Don’t Rest on GDPR Laurels – Five Strategies for Keeping the Business Compliant and Thriving
The leadership role played by HR departments in the race towards GDPR compliance was critical, but it’s only the beginning
By Ian Osborne, Vice President UK & Ireland, Shred-it
May was a harrowing month for many businesses as they scrambled to get compliant with the new GDPR legislation, and much of that effort continued after the deadline. The HR department of UK companies felt particularly keenly the additional strain thanks to a) the amount of personal information they are responsible for on candidates and employees and b) because employee engagement and training are such an integral part of ensuring and demonstrating compliance.
Furthermore, the requirements to change processes and delete questionable data created added strain for many employees, something that HR teams also needed to manage.
So, on returning from summer holidays refreshed, it might be tempting to turn attention to other issues. Realistically, however, HR executives’ job is not done when it comes to GDPR.
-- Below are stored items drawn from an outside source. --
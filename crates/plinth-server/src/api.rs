//! HTTP surface: tenant-resolving middleware, tenant-scoped routes and
//! the tenant administration API.

use std::sync::Arc;

use axum::extract::{Path, Query, Request, State};
use axum::http::header::{AUTHORIZATION, HOST};
use axum::http::{HeaderMap, StatusCode};
use axum::middleware::{self, Next};
use axum::response::{IntoResponse, Response};
use axum::routing::{delete, get, post, put};
use axum::{Extension, Json, Router};
use dashmap::DashMap;
use plinth_core::error::PlinthError;
use plinth_core::models::tenant::{CreateTenant, Tenant, TenantContext};
use plinth_core::repository::{Pagination, TenantRepository};
use plinth_db::DatabaseServer;
use plinth_tenancy::{
    DeprovisionReport, MigrationReport, ProvisionOutcome, Provisioner, TenantResolver,
    TenantStatusReport,
};
use serde::{Deserialize, Serialize};
use serde_json::{Value, json};
use tracing::{info, warn};
use uuid::Uuid;

use crate::error::ApiError;

/// Progress of a provisioning request accepted on the async endpoint.
#[derive(Debug, Clone, Serialize)]
#[serde(tag = "state", rename_all = "snake_case")]
pub enum Job {
    Running,
    Succeeded { outcome: ProvisionOutcome },
    Failed { error: String },
}

pub struct AppState<R, S: DatabaseServer> {
    pub resolver: TenantResolver<R>,
    pub provisioner: Provisioner<R, S>,
    pub admin_token: Option<Arc<str>>,
    pub jobs: Arc<DashMap<Uuid, Job>>,
}

impl<R, S: DatabaseServer> Clone for AppState<R, S> {
    fn clone(&self) -> Self {
        Self {
            resolver: self.resolver.clone(),
            provisioner: self.provisioner.clone(),
            admin_token: self.admin_token.clone(),
            jobs: Arc::clone(&self.jobs),
        }
    }
}

impl<R: TenantRepository + 'static, S: DatabaseServer> AppState<R, S> {
    pub fn new(provisioner: Provisioner<R, S>, admin_token: Option<String>) -> Self {
        Self {
            resolver: TenantResolver::new(Arc::clone(provisioner.tenants())),
            provisioner,
            admin_token: admin_token.filter(|t| !t.is_empty()).map(Arc::from),
            jobs: Arc::new(DashMap::new()),
        }
    }
}

/// Tenant context for routes that also serve platform-level requests.
#[derive(Debug, Clone)]
pub struct SoftTenant(pub Option<TenantContext>);

pub fn router<R, S>(state: AppState<R, S>) -> Router
where
    R: TenantRepository + 'static,
    S: DatabaseServer,
{
    let tenant_routes = Router::new()
        .route("/api/tenant", get(current_tenant))
        .route_layer(middleware::from_fn_with_state(
            state.clone(),
            require_tenant::<R, S>,
        ));

    let platform_routes = Router::new()
        .route("/api/platform", get(platform_info))
        .route_layer(middleware::from_fn_with_state(
            state.clone(),
            optional_tenant::<R, S>,
        ));

    let admin_routes = Router::new()
        .route(
            "/admin/tenants",
            post(create_tenant::<R, S>).get(list_tenants::<R, S>),
        )
        .route("/admin/tenants/async", post(create_tenant_async::<R, S>))
        .route("/admin/jobs/{id}", get(job_status::<R, S>))
        .route("/admin/tenants/{id}", delete(delete_tenant::<R, S>))
        .route("/admin/tenants/{id}/status", get(tenant_status::<R, S>))
        .route("/admin/tenants/{id}/domain", put(migrate_domain::<R, S>))
        .route("/admin/tenants/{id}/suspend", post(suspend_tenant::<R, S>))
        .route(
            "/admin/tenants/{id}/reactivate",
            post(reactivate_tenant::<R, S>),
        )
        .route_layer(middleware::from_fn_with_state(
            state.clone(),
            require_admin::<R, S>,
        ));

    Router::new()
        .route("/health", get(health))
        .merge(tenant_routes)
        .merge(platform_routes)
        .merge(admin_routes)
        .with_state(state)
}

// ---------------------------------------------------------------------------
// Middleware
// ---------------------------------------------------------------------------

/// Host the client addressed, from the `Host` header or the request URI.
fn request_host(req: &Request) -> String {
    req.headers()
        .get(HOST)
        .and_then(|value| value.to_str().ok())
        .map(str::to_string)
        .or_else(|| req.uri().host().map(str::to_string))
        .unwrap_or_default()
}

async fn require_tenant<R, S>(
    State(state): State<AppState<R, S>>,
    mut req: Request,
    next: Next,
) -> Result<Response, ApiError>
where
    R: TenantRepository + 'static,
    S: DatabaseServer,
{
    let host = request_host(&req);
    let ctx = state.resolver.resolve(&host).await?;
    req.extensions_mut().insert(ctx);
    Ok(next.run(req).await)
}

async fn optional_tenant<R, S>(
    State(state): State<AppState<R, S>>,
    mut req: Request,
    next: Next,
) -> Response
where
    R: TenantRepository + 'static,
    S: DatabaseServer,
{
    let host = request_host(&req);
    let ctx = state.resolver.resolve_soft(&host).await;
    req.extensions_mut().insert(SoftTenant(ctx));
    next.run(req).await
}

fn bearer_token(headers: &HeaderMap) -> Option<&str> {
    headers
        .get(AUTHORIZATION)
        .and_then(|value| value.to_str().ok())
        .and_then(|value| value.strip_prefix("Bearer "))
        .map(str::trim)
}

/// Byte comparison whose duration does not depend on where inputs differ.
fn tokens_match(given: &str, expected: &str) -> bool {
    let (a, b) = (given.as_bytes(), expected.as_bytes());
    a.len() == b.len() && a.iter().zip(b).fold(0u8, |acc, (x, y)| acc | (x ^ y)) == 0
}

async fn require_admin<R, S>(
    State(state): State<AppState<R, S>>,
    req: Request,
    next: Next,
) -> Result<Response, ApiError>
where
    R: TenantRepository + 'static,
    S: DatabaseServer,
{
    let Some(expected) = state.admin_token.as_deref() else {
        return Err(ApiError::Unauthorized);
    };
    match bearer_token(req.headers()) {
        Some(given) if tokens_match(given, expected) => Ok(next.run(req).await),
        _ => Err(ApiError::Unauthorized),
    }
}

// ---------------------------------------------------------------------------
// Public routes
// ---------------------------------------------------------------------------

async fn health() -> Json<Value> {
    Json(json!({ "status": "ok" }))
}

async fn current_tenant(Extension(ctx): Extension<TenantContext>) -> Json<TenantContext> {
    Json(ctx)
}

async fn platform_info(Extension(SoftTenant(ctx)): Extension<SoftTenant>) -> Json<Value> {
    Json(json!({
        "service": "plinth",
        "tenant": ctx,
    }))
}

// ---------------------------------------------------------------------------
// Administration
// ---------------------------------------------------------------------------

#[derive(Debug, Deserialize)]
pub struct ListParams {
    #[serde(default)]
    pub offset: u64,
    #[serde(default = "default_limit")]
    pub limit: u64,
}

fn default_limit() -> u64 {
    Pagination::default().limit
}

#[derive(Debug, Serialize)]
pub struct TenantPage {
    pub items: Vec<Tenant>,
    pub total: u64,
    pub offset: u64,
    pub limit: u64,
}

#[derive(Debug, Deserialize)]
pub struct MigrateDomain {
    pub domain: String,
}

async fn create_tenant<R, S>(
    State(state): State<AppState<R, S>>,
    Json(input): Json<CreateTenant>,
) -> Result<(StatusCode, Json<ProvisionOutcome>), ApiError>
where
    R: TenantRepository + 'static,
    S: DatabaseServer,
{
    let outcome = state.provisioner.provision(input).await?;
    Ok((StatusCode::CREATED, Json(outcome)))
}

async fn create_tenant_async<R, S>(
    State(state): State<AppState<R, S>>,
    Json(input): Json<CreateTenant>,
) -> impl IntoResponse
where
    R: TenantRepository + 'static,
    S: DatabaseServer,
{
    let job_id = Uuid::new_v4();
    state.jobs.insert(job_id, Job::Running);

    let handle = state.provisioner.spawn_provision(input);
    let jobs = Arc::clone(&state.jobs);
    tokio::spawn(async move {
        let job = match handle.await {
            Ok(Ok(outcome)) => Job::Succeeded { outcome },
            Ok(Err(e)) => Job::Failed {
                error: e.to_string(),
            },
            Err(e) => {
                warn!(job_id = %job_id, error = %e, "Provisioning task aborted");
                Job::Failed {
                    error: format!("provisioning task aborted: {e}"),
                }
            }
        };
        jobs.insert(job_id, job);
    });

    info!(job_id = %job_id, "Provisioning job accepted");
    (StatusCode::ACCEPTED, Json(json!({ "job_id": job_id })))
}

async fn job_status<R, S>(
    State(state): State<AppState<R, S>>,
    Path(id): Path<Uuid>,
) -> Result<Json<Job>, ApiError>
where
    R: TenantRepository + 'static,
    S: DatabaseServer,
{
    state
        .jobs
        .get(&id)
        .map(|job| Json(job.value().clone()))
        .ok_or_else(|| {
            ApiError::Plinth(PlinthError::NotFound {
                entity: "job".into(),
                id: id.to_string(),
            })
        })
}

async fn list_tenants<R, S>(
    State(state): State<AppState<R, S>>,
    Query(params): Query<ListParams>,
) -> Result<Json<TenantPage>, ApiError>
where
    R: TenantRepository + 'static,
    S: DatabaseServer,
{
    let page = state
        .provisioner
        .tenants()
        .list(Pagination {
            offset: params.offset,
            limit: params.limit,
        })
        .await?;
    Ok(Json(TenantPage {
        items: page.items,
        total: page.total,
        offset: page.offset,
        limit: page.limit,
    }))
}

async fn tenant_status<R, S>(
    State(state): State<AppState<R, S>>,
    Path(id): Path<Uuid>,
) -> Result<Json<TenantStatusReport>, ApiError>
where
    R: TenantRepository + 'static,
    S: DatabaseServer,
{
    Ok(Json(state.provisioner.status(id).await?))
}

async fn delete_tenant<R, S>(
    State(state): State<AppState<R, S>>,
    Path(id): Path<Uuid>,
) -> Result<Json<DeprovisionReport>, ApiError>
where
    R: TenantRepository + 'static,
    S: DatabaseServer,
{
    Ok(Json(state.provisioner.deprovision(id).await?))
}

async fn migrate_domain<R, S>(
    State(state): State<AppState<R, S>>,
    Path(id): Path<Uuid>,
    Json(body): Json<MigrateDomain>,
) -> Result<Json<MigrationReport>, ApiError>
where
    R: TenantRepository + 'static,
    S: DatabaseServer,
{
    Ok(Json(state.provisioner.migrate_domain(id, &body.domain).await?))
}

async fn suspend_tenant<R, S>(
    State(state): State<AppState<R, S>>,
    Path(id): Path<Uuid>,
) -> Result<Json<Tenant>, ApiError>
where
    R: TenantRepository + 'static,
    S: DatabaseServer,
{
    Ok(Json(state.provisioner.suspend(id).await?))
}

async fn reactivate_tenant<R, S>(
    State(state): State<AppState<R, S>>,
    Path(id): Path<Uuid>,
) -> Result<Json<Tenant>, ApiError>
where
    R: TenantRepository + 'static,
    S: DatabaseServer,
{
    Ok(Json(state.provisioner.reactivate(id).await?))
}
According to research conducted by Shred-it in conjunction with Ipsos, 31 percent of businesses that have suffered a data breach have sacked an employee as a result. Alarmingly though, our research also found a disturbing lack of training that might prevent such an eventuality. Only two-thirds (66 percent) of large British businesses and 26 percent of small business owners have offered their employees specific GDPR related training, for example.
Clearly accountability is necessary, but it seems like a raw deal for employees to be removed from their jobs for negligence when that might have been prevented by appropriate training.
HR leadership is crucial in both mitigating the risk of a data breach and/or GDPR fines, and also in preventing the needless termination of employees contracts relating to data security mishaps. There are four key things that HR executives should consider in terms of their ongoing responsibilities for GDPR compliance:
- Balance the hammer with the arm around the shoulder – HR teams need to work with their colleagues in corporate communications to ensure that ongoing internal communications strike the balance between imparting the seriousness of adhering to company policies, while also engaging employees and maintaining motivation. To that end, meeting GDPR requirements needs to be positioned as a collective responsibility that the whole organisation is shouldering the burden of.
- Use everyday interactions to remind employees of their responsibilities – When it comes to GDPR, HR executives are setting the tone as key leaders of compliance efforts, while at the same time being at the coal-face of compliance in their everyday work. From processing CVs and interview feedback while maintaining a compliant data trail, to handling highly confidential materials like performance reviews and remuneration communications, HR professionals face GDPR compliance issues themselves every day. Not only does that keep data security front of mind, it also presents an opportunity for HR pros to use interactions with other departments relating to recruitment or employee development to remind them of simple process issues – i.e. use the file transfer method of choice, don’t leave printed CVs lying around on desks, don’t save performance reviews on your laptop’s desktop, etc.
- Identify the training gaps – When looking at our research, it was alarming to see so many businesses with big absences in their training programmes. Just over half (55 percent) of large businesses have trained their employees on the use of public Wi-Fi and only 70 percent have provided training on identifying fraudulent emails (the latter was the highest rate among any critical security training). The situation reported by smaller business owners was even graver.
- Train for retention – By “train to retain”, I don’t mean to hold on to talent (although that is also true given the ease at which companies are letting go of employees who make a mistake leading to a data breach). Instead, I’m referring to training that really sinks in with employees. It’s clear that many of the areas where humans particularly create a security vulnerability and GDPR risk, such as public WiFi and clicking on phishing emails, are simultaneously common sense but also easy to slip up on amidst the frenzy of a busy day. Getting these things right needs to become almost reflexive. It needs to be programmed into the muscle memory of our everyday working lives. To that end, training must be interactive, to place people within common scenarios, and it also must be regularly repeated to embed the right responses in testing circumstances.
HR leaders must display a continued appetite for leading on GDPR and demonstrate to the business that this is an ongoing concern. In doing so, employees are less likely to compromise the data security of the company, risking huge fines for the business and potentially their own employment status. Active communication and training plans can help HR to steer the ship in the right direction.